What to work on:
Set out exactly, line by line, the stretch of data below that begins at the line containing "on an exam." and ends at the line containing "once per adapted", with both ends kept.

Data supplied:
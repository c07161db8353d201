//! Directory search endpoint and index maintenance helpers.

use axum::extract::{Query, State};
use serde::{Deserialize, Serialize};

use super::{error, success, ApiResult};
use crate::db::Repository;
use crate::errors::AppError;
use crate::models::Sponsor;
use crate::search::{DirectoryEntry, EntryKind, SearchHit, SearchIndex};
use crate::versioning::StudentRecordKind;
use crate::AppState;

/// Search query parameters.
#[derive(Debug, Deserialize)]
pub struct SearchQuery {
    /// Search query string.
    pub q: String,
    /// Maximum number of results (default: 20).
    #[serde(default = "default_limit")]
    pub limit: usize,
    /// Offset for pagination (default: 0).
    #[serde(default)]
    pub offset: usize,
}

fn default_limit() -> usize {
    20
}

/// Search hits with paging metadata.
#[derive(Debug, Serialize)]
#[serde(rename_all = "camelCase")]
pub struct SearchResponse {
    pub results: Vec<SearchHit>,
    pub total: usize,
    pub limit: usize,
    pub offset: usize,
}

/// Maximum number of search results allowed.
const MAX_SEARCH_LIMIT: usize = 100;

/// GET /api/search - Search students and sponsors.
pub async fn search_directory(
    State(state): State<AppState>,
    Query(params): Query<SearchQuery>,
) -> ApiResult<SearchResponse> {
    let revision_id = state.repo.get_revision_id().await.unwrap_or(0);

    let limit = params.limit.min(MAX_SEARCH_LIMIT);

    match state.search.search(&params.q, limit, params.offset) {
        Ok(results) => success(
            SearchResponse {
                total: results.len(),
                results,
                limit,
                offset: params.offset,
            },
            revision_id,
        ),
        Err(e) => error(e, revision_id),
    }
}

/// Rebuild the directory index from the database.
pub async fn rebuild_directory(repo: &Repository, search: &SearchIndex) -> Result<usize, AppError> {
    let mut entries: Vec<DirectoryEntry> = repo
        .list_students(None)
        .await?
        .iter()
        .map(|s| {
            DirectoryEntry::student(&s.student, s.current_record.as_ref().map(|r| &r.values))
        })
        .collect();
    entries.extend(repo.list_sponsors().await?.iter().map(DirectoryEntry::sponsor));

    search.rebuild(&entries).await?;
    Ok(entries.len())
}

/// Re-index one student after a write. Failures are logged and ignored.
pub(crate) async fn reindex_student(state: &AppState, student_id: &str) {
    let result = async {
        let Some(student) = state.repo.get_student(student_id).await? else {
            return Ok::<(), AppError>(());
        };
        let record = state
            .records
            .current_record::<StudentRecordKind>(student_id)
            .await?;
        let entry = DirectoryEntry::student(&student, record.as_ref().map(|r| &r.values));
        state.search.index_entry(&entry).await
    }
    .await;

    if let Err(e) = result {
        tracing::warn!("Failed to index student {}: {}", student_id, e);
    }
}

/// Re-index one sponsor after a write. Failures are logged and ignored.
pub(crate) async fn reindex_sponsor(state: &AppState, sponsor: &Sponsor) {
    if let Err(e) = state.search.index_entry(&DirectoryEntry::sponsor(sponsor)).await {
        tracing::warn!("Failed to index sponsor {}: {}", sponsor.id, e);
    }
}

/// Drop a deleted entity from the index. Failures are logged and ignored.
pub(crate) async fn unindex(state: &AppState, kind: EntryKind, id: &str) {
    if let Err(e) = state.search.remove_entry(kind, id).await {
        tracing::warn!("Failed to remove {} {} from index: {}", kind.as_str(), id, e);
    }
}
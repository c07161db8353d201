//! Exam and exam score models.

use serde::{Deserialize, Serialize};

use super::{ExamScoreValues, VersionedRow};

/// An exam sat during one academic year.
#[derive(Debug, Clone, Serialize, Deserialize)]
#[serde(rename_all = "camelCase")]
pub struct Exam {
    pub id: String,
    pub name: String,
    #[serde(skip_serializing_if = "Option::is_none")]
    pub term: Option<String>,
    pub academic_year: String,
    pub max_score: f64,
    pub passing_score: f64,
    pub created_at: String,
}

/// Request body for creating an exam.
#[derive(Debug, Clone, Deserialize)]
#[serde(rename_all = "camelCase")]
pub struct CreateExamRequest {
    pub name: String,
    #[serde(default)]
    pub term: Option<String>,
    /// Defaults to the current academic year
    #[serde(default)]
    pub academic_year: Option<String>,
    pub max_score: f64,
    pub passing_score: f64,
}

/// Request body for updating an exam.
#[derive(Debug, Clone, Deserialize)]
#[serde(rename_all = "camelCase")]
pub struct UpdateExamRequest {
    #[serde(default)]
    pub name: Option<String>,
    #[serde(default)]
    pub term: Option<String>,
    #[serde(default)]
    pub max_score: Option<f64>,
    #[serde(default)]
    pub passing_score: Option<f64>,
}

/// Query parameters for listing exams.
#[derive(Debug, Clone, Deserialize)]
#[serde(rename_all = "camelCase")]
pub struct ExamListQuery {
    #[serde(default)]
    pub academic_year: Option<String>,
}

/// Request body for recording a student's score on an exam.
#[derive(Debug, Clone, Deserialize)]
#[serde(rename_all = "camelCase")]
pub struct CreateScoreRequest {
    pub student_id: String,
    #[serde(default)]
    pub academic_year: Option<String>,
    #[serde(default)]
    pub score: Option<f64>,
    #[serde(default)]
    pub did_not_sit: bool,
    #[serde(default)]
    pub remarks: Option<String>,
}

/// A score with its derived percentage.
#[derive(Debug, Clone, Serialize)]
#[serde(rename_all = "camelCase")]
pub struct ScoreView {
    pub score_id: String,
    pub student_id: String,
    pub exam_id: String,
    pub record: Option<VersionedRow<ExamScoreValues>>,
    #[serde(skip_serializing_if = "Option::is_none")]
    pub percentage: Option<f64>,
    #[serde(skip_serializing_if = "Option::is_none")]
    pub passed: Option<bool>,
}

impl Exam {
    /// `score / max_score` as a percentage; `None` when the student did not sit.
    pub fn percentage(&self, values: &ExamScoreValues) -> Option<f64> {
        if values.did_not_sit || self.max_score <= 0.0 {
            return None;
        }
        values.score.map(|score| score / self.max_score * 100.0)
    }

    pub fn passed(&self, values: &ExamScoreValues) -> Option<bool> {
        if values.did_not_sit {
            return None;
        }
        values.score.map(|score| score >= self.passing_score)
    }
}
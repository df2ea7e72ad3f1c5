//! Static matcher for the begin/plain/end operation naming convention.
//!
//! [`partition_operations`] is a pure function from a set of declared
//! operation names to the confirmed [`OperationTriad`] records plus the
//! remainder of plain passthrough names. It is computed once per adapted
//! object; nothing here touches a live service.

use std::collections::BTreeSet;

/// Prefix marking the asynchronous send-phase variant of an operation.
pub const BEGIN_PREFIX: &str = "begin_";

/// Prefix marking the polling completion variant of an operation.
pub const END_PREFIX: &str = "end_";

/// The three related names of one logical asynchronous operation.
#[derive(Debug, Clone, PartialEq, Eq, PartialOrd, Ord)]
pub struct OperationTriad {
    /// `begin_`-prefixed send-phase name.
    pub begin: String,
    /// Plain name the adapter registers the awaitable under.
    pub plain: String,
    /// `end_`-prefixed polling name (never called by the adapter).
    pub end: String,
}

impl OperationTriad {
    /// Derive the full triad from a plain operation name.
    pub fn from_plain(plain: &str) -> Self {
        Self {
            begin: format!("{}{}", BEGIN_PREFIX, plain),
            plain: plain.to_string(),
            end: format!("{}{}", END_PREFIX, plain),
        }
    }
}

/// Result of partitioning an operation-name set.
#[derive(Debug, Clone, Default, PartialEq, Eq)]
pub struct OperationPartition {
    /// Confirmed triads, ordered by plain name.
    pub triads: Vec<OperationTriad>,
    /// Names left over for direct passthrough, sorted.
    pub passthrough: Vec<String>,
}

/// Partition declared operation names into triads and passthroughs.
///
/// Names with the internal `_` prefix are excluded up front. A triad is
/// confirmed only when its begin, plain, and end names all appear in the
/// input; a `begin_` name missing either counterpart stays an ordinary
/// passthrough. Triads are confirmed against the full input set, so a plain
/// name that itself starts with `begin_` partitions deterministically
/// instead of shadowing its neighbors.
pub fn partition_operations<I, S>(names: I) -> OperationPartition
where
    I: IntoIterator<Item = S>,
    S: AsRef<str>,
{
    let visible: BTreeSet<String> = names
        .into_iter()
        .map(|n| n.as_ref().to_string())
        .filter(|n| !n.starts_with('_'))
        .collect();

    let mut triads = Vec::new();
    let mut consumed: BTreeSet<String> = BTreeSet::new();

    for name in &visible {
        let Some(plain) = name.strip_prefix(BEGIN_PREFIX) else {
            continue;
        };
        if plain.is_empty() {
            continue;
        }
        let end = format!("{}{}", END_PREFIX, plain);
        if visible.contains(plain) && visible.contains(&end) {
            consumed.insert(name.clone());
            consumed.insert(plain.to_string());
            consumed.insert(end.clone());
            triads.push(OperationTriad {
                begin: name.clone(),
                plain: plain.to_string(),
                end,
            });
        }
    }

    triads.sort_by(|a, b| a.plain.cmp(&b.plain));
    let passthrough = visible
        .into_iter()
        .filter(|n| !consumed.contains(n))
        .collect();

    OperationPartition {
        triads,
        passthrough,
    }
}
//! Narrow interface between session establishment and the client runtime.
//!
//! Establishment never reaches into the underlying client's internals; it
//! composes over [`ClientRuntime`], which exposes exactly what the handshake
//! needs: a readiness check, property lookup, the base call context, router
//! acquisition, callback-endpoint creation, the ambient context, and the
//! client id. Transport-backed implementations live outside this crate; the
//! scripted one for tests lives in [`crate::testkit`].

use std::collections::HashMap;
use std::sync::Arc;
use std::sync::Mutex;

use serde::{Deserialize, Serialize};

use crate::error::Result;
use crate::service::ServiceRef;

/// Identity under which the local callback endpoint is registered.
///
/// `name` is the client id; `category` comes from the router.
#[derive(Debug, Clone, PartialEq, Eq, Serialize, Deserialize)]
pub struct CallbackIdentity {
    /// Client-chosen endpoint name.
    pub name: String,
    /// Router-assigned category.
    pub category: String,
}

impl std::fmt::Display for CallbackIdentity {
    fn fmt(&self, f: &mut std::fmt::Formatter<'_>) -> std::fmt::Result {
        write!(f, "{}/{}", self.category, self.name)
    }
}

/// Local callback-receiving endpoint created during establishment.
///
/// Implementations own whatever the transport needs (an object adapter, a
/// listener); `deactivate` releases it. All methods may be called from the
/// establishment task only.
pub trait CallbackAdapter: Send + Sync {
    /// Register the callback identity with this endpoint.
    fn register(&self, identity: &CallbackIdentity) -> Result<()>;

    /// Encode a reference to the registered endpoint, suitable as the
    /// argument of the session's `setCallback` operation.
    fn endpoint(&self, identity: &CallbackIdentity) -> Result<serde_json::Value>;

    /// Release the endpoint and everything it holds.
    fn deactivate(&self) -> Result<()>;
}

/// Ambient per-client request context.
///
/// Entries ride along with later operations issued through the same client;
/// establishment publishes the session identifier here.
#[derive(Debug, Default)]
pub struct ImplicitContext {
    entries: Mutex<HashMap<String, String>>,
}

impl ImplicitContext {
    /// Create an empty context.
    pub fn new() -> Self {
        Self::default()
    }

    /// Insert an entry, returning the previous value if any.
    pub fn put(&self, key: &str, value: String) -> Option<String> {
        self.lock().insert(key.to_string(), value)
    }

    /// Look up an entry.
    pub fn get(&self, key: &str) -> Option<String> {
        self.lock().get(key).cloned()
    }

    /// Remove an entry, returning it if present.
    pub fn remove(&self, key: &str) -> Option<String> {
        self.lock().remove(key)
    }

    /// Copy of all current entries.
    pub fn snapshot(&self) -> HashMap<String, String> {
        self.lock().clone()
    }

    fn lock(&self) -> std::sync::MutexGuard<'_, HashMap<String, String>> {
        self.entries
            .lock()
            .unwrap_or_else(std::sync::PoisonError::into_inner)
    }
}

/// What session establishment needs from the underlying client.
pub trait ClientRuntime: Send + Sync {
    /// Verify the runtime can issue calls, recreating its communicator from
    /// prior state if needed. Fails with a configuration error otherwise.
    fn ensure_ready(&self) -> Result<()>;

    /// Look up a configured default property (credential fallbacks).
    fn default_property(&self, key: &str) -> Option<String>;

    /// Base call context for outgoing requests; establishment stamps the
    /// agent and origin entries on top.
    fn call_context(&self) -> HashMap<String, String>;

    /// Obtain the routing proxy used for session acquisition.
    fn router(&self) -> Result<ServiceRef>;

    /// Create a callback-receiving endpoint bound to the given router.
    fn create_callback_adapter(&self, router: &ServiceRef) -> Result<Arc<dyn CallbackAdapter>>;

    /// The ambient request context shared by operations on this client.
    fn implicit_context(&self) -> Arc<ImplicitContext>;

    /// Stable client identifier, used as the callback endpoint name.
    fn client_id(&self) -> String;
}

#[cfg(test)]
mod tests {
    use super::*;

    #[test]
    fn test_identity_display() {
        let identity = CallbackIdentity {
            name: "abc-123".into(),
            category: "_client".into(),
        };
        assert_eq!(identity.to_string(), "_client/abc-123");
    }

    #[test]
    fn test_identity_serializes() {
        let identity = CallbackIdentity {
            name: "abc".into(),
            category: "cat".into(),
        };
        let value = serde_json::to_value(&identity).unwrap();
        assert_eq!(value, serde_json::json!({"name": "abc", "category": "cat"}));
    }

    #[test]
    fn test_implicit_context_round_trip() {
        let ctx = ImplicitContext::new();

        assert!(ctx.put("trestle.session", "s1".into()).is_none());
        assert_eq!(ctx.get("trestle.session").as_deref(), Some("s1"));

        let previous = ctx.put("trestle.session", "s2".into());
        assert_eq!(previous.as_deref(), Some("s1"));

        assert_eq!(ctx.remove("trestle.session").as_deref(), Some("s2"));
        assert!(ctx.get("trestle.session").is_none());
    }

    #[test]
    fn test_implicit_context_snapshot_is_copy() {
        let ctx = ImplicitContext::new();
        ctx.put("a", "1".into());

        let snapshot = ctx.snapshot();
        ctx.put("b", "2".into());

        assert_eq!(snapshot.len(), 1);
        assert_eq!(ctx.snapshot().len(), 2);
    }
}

Your solution:
/// Request body for recording a student's score on an exam.
#[derive(Debug, Clone, Deserialize)]
#[serde(rename_all = "camelCase")]
pub struct CreateScoreRequest {
    pub student_id: String,
    #[serde(default)]
    pub academic_year: Option<String>,
    #[serde(default)]
    pub score: Option<f64>,
    #[serde(default)]
    pub did_not_sit: bool,
    #[serde(default)]
    pub remarks: Option<String>,
}

/// A score with its derived percentage.
#[derive(Debug, Clone, Serialize)]
#[serde(rename_all = "camelCase")]
pub struct ScoreView {
    pub score_id: String,
    pub student_id: String,
    pub exam_id: String,
    pub record: Option<VersionedRow<ExamScoreValues>>,
    #[serde(skip_serializing_if = "Option::is_none")]
    pub percentage: Option<f64>,
    #[serde(skip_serializing_if = "Option::is_none")]
    pub passed: Option<bool>,
}

impl Exam {
    /// `score / max_score` as a percentage; `None` when the student did not sit.
    pub fn percentage(&self, values: &ExamScoreValues) -> Option<f64> {
        if values.did_not_sit || self.max_score <= 0.0 {
            return None;
        }
        values.score.map(|score| score / self.max_score * 100.0)
    }

    pub fn passed(&self, values: &ExamScoreValues) -> Option<bool> {
        if values.did_not_sit {
            return None;
        }
        values.score.map(|score| score >= self.passing_score)
    }
}
repository df2ea7e72ad3f1c5
//! Static matcher for the begin/plain/end operation naming convention.
//!
//! [`partition_operations`] is a pure function from a set of declared
//! operation names to the confirmed [`OperationTriad`] records plus the
//! remainder of plain passthrough names. It is computed once per adapted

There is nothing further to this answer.